Es el jueves de un abril que lleva pocos días de estreno. Yo siento como si fuera julio, porque estos meses me han parecido más que demasiado. He comenzado estas líneas tres veces y así mismo se han ido a la basura. Es que los sentimientos de esta semana han sido variopintos. Por un lado, hay tanto qué decir, que voy escupiendo puras quejas, pero estoy cansada de las quejas y también estoy cansada de los ánimos caldeados. Ya hay por ahí mucha gente irritada, vociferando inconformidades y manifestando intolerancia. Primero decidí esconderme tras la acidez y la ironía, pero esos humores no me sientan bien y lo confirmé cuando iba por el tercer párrafo. No, esta situación, la de mi país, no está para ironías. Yo tampoco.

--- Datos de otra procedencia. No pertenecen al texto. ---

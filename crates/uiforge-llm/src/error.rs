//! Error types for the generation proxy.

use std::time::Duration;
use thiserror::Error;

/// Result type alias using the generation error type.
pub type Result<T> = std::result::Result<T, LlmError>;

/// Error type for generation calls.
#[derive(Debug, Error)]
pub enum LlmError {
    /// Provider returned a non-success status.
    #[error("Backend error ({status}): {message}")]
    Backend { status: u16, message: String },

    /// Provider throttled the request.
    #[error("Rate limit exceeded: {0}")]
    RateLimited(String),

    /// The request did not complete within the client timeout.
    #[error("Request timed out after {0:?}")]
    Timeout(Duration),

    /// Network/connectivity error.
    #[error("Network error: {0}")]
    Network(String),

    /// Provider answered but produced no text.
    #[error("Empty response from provider")]
    EmptyResponse,

    /// Configuration error (API key missing, etc.).
    #[error("Configuration error: {0}")]
    Config(String),

    /// Invalid request parameters.
    #[error("Invalid request: {0}")]
    InvalidRequest(String),

    /// Serialization/deserialization error.
    #[error("Serialization error: {0}")]
    Serialization(String),
}

impl LlmError {
    /// Whether the provider could not be reached or did not answer in time.
    pub fn is_unavailable(&self) -> bool {
        matches!(self, Self::Timeout(_) | Self::Network(_))
    }
}

impl From<serde_json::Error> for LlmError {
    fn from(err: serde_json::Error) -> Self {
        LlmError::Serialization(err.to_string())
    }
}
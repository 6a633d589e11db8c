//! Server configuration.

use std::net::SocketAddr;

/// Default max body size for REST requests (2 MB).
pub const DEFAULT_MAX_BODY_SIZE: usize = 2 * 1024 * 1024;

/// Default user id when no authentication is configured.
pub const DEFAULT_LOCAL_USER: &str = "local";

/// A bearer token and the user it authenticates.
#[derive(Clone)]
pub struct ApiToken {
    pub user_id: String,
    pub token: String,
}

impl std::fmt::Debug for ApiToken {
    fn fmt(&self, f: &mut std::fmt::Formatter<'_>) -> std::fmt::Result {
        f.debug_struct("ApiToken")
            .field("user_id", &self.user_id)
            .field("token", &"<redacted>")
            .finish()
    }
}

/// Server configuration.
#[derive(Debug, Clone)]
pub struct ServerConfig {
    /// Address to bind the server to.
    pub bind_address: SocketAddr,

    /// Accepted bearer tokens.
    pub api_tokens: Vec<ApiToken>,

    /// Header set by a trusted reverse proxy carrying the user id.
    pub proxy_header: Option<String>,

    /// If non-empty, only these proxy users are accepted.
    pub allowed_users: Vec<String>,

    /// User every request acts as when neither tokens nor a proxy header
    /// are configured.
    pub local_user: String,

    /// Enable request logging.
    pub request_logging: bool,

    /// CORS allowed origins (empty = no CORS).
    pub cors_origins: Vec<String>,

    /// Maximum REST request body size in bytes.
    pub max_body_size: usize,
}

impl Default for ServerConfig {
    fn default() -> Self {
        Self {
            bind_address: SocketAddr::from(([127, 0, 0, 1], 8080)),
            api_tokens: Vec::new(),
            proxy_header: None,
            allowed_users: Vec::new(),
            local_user: DEFAULT_LOCAL_USER.to_string(),
            request_logging: true,
            cors_origins: Vec::new(),
            max_body_size: DEFAULT_MAX_BODY_SIZE,
        }
    }
}

impl ServerConfig {
    /// Create a config in local mode on the default address.
    pub fn new() -> Self {
        Self::default()
    }

    /// Set the bind address.
    pub fn with_bind_address(mut self, addr: SocketAddr) -> Self {
        self.bind_address = addr;
        self
    }

    /// Accept `token` as authenticating `user_id`.
    pub fn with_token(mut self, user_id: impl Into<String>, token: impl Into<String>) -> Self {
        self.api_tokens.push(ApiToken {
            user_id: user_id.into(),
            token: token.into(),
        });
        self
    }

    /// Trust a proxy header for the user id.
    pub fn with_proxy_header(mut self, header: impl Into<String>) -> Self {
        self.proxy_header = Some(header.into());
        self
    }

    /// Restrict proxy-authenticated users.
    pub fn with_allowed_users(mut self, users: Vec<String>) -> Self {
        self.allowed_users = users;
        self
    }

    /// Set the local-mode user.
    pub fn with_local_user(mut self, user: impl Into<String>) -> Self {
        self.local_user = user.into();
        self
    }

    /// Enable or disable request logging.
    pub fn with_request_logging(mut self, enabled: bool) -> Self {
        self.request_logging = enabled;
        self
    }

    /// Set CORS allowed origins.
    pub fn with_cors_origins(mut self, origins: Vec<String>) -> Self {
        self.cors_origins = origins;
        self
    }

    /// Set the maximum REST request body size.
    pub fn with_max_body_size(mut self, size: usize) -> Self {
        self.max_body_size = size;
        self
    }

    /// Neither tokens nor a proxy header configured.
    pub fn is_local_mode(&self) -> bool {
        self.api_tokens.is_empty() && self.proxy_header.is_none()
    }
}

Medito sobre lo que éramos como sociedad, cómo el dominicano era definido por su bondad y se distinguía del resto por su amabilidad característica. La sonrisa desinteresada era la tarjeta de presentación del ciudadano común.  Hoy, pareciera que hemos sido abducidos y nos violentamos unos con otros con facilidad. Lo peor es que no hemos advertido el proceso y la gran mayoría no está al tanto de la enfermedad, que como sociedad, nos arropa. Estar enfermo y no reconocerlo puede ser tan grave como la enfermedad en sí. Terminan replicándose los síntomas en forma alegre y arbitraria, y cuando queremos contenerlos, estos se desbordan y saturan todo el organismo.

Como mujer obstinada que soy, amante de las utopías ciertas y posibles, quiero en lo adelante dedicar mi tiempo a proponer y a construir. A remangarnos las camisas y a trabajar, porque hay mucho qué hacer

La violencia nos enfermó y no fue la clásica violencia que te arrebata un celular en una esquina, o esa violencia que te abofetea y te deja sordo de un oído. Nos enfermó el hambre, la pobreza, la falta de salud y de seguridad; la inequidad, la falta de oportunidades; nos hemos enfermado con la ausencia de programas sociales reales, no populistas; nos enfermamos con presidencialismo, con corrupción, con un sistema educativo deficiente y con una justicia que no funciona y que favorece la ausencia de consecuencias para el que delinque.

Hoy tenemos todo tipo de síntomas. Y hemos llegado a un extremo tan crítico, que parece que nos acostumbramos a ellos. Violamos las leyes de tránsito sin el mínimo de vergüenza y en la cara de la mismas autoridades, enarbolamos con orgullo consigas de intolerancia, racismo y discriminación.  Ya no discutimos ideas, sino que insultamos y humillamos. Perdimos la capacidad de indignarnos por el mal ajeno.Nos alienamos con algo tan serio como la corrupción, y hemos terminado viéndola como algo relativo. Nos acostumbramos a ver con sospecha al policía. Ya no nos sorprende que los servicios de salud sean un negocio. Perdimos la capacidad de crítica, de empatía, parece que nos quitaron la actitud relajada de quien va por la calle disfrutando el sol caribeño, nos han quitado la alegría. Ahora nos preocupamos al ir por un lugar poco iluminado y aceleramos el paso, nos da miedo bajar el cristal en cualquier semáforo. Padecemos de indiferencia aguda crónica.

Si la república muere, enferma, lisiada, cosida y armada por retazos, bien podrá leerse en su epitafio: Yace aquí una nación que decidió morir, ciega, muda y de brazos cruzados.  Triste, ¿no? O bien podríamos asumir nuestro rol protagónico en esta historia y encarar de una y por todas el destino del país en nuestras manos. De mi parte, dejo en estas líneas pesimistas, poco esperanzadoras, pero cargadas de realidad, mi último intento de fotografiar los males que nos aquejan. Como mujer obstinada que soy, amante de las utopías ciertas y posibles, quiero en lo adelante dedicar mi tiempo a proponer y a construir. A remangarnos las camisas y a trabajar, porque hay mucho qué hacer, si no, lea un poco más arriba y convénzase.